▸ Try it
The answer must be a single number: how many lines below contain "RouterConfig".

■ ■ ■ ■

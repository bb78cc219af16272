// SPDX-License-Identifier: MIT

//! The kit's single configuration surface: plain, `serde`-deserializable
//! structs with defaults matching the individually-documented subsystem
//! defaults, plus a pre-flight `validate()`.

use serde::{Deserialize, Serialize};
use wk_bus::BusConfig;
use wk_core::KitError;
use wk_ipc::RouterConfig;
use wk_registry::WindowStoreConfig;
use wk_storage::StateKeeperConfig;

#[derive(Debug, Clone, Default, Serialize, Deserialize)]
pub struct ToolkitConfig {
    #[serde(default)]
    pub router: RouterConfig,
    #[serde(default)]
    pub bus: BusConfig,
    #[serde(default)]
    pub window_store: WindowStoreConfig,
    #[serde(default)]
    pub state_keeper: StateKeeperConfig,
    /// Enables dev tools on created windows and exposes the debug
    /// introspection handles on the `Toolkit`.
    #[serde(default)]
    pub development: bool,
}

impl ToolkitConfig {
    /// Catches configuration combinations that would make startup pointless
    /// or silently wrong, before any subsystem is constructed.
    pub fn validate(&self) -> Result<(), KitError> {
        if self.window_store.max_windows == Some(0) {
            return Err(KitError::validation("window_store.max_windows must not be zero"));
        }
        if self.router.default_rate_limit.limit == 0 {
            return Err(KitError::validation("router.default_rate_limit.limit must not be zero"));
        }
        Ok(())
    }
}

#[cfg(test)]
#[path = "config_tests.rs"]
mod tests;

■ ■ ■ ■

▸ Response below
2